The cost of the emergency contraception dispensed shall be paid by the department.

(b) A religiously affiliated hospital with a religious objection to participation in the requirements of subsection (a) shall be exempt therefrom but shall provide emergency care to a sexual assault survivor by providing medically appropriate transportation in a timely manner to another health care facility or provider of the survivor's choice. The religiously affiliated hospital shall be responsible for the costs associated with transportation to the health care facility or provider of the survivor's choice. A hospital that is exempt under this subsection shall inform the sexual assault survivor that she will not be held responsible for the costs associated with transportation to the health care facility or provider of the survivor's choice.

§321-   Training. Hospitals that provide emergency care to sexual assault survivors shall ensure that each person who provides care to sexual assault survivors is provided with medically and factually accurate information about emergency contraception and sexual assault treatment.

§321-   Enforcement. (a) Complaints of failure to provide services required by this part may be filed with the department. In addition to any remedies at common law, the department shall have the power to accept, investigate, prosecute, and hear complaints regarding any hospital that is not providing the services required by this part. The department shall periodically determine hospital compliance with this part. Hospitals determined not to be in compliance will be provided with written notice of the department's determination of noncompliance and an opportunity for corrective action.
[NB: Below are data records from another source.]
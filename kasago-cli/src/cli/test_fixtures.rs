//! Test fixture builders for CLI tests.
//!
//! These helpers create small, representative inputs (corpus files, labels,
//! fake miner scripts) used across the CLI tests. Keeping them in one place
//! keeps the individual test cases focused on behaviour.

use std::fs;
#[cfg(unix)]
use std::os::unix::fs::PermissionsExt;
use std::path::PathBuf;

use tempfile::TempDir;

/// Four two-vertex graphs; the first two carry the discriminative `C-O`
/// bond, the last two do not. Interned miner label codes are predictable:
/// vertices `C -> 0`, `O -> 1`, `N -> 2`; edges `s -> 0`.
pub(super) const TRAIN_CORPUS: &str = "#\nv 0 C\nv 1 O\ne 0 1 s\n#\nv 0 C\nv 1 O\ne 0 1 s\n#\nv 0 C\nv 1 N\ne 0 1 s\n#\nv 0 N\nv 1 N\ne 0 1 s\n";

/// Labels pairing with [`TRAIN_CORPUS`]: the `C-O` graphs are positive.
pub(super) const TRAIN_LABELS: &str = "1\n1\n0\n0\n";

/// Writes `contents` under `dir` and returns the path.
pub(super) fn write_text_file(dir: &TempDir, name: &str, contents: &str) -> PathBuf {
    let path = dir.path().join(name);
    fs::write(&path, contents).expect("fixture file must be writable");
    path
}

/// Creates an executable shell script standing in for a miner binary.
#[cfg(unix)]
pub(super) fn fake_miner(dir: &TempDir, body: &str) -> PathBuf {
    let path = dir.path().join("fake-gspan");
    fs::write(&path, format!("#!/bin/sh\n{body}\n")).expect("script must be writable");
    fs::set_permissions(&path, fs::Permissions::from_mode(0o755))
        .expect("script must be executable");
    path
}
If the department determines that noncompliance continues after the offending hospital receives written notice of the department's determination of noncompliance and an opportunity for correction, the department shall:

(1) Impose fines of up to $1,000 for every sexual assault survivor who is denied medically and factually accurate information about emergency contraception or who is not offered or provided emergency contraception; and

(2) After two violations, provide only statistical information relating to times and dates of the violations by the facility to the body or agency that determines issuance of state funding to the facility for the termination of all state funds to that facility.

(b) In any proceeding under this section, the hospital subject to the proceeding shall be given notice and the opportunity for a hearing in conformity with chapter 91.

(c) The director of health may adopt rules pursuant to chapter 91 necessary to carry out the purposes of this part."

SECTION 3. This Act shall take effect on July 1, 2005.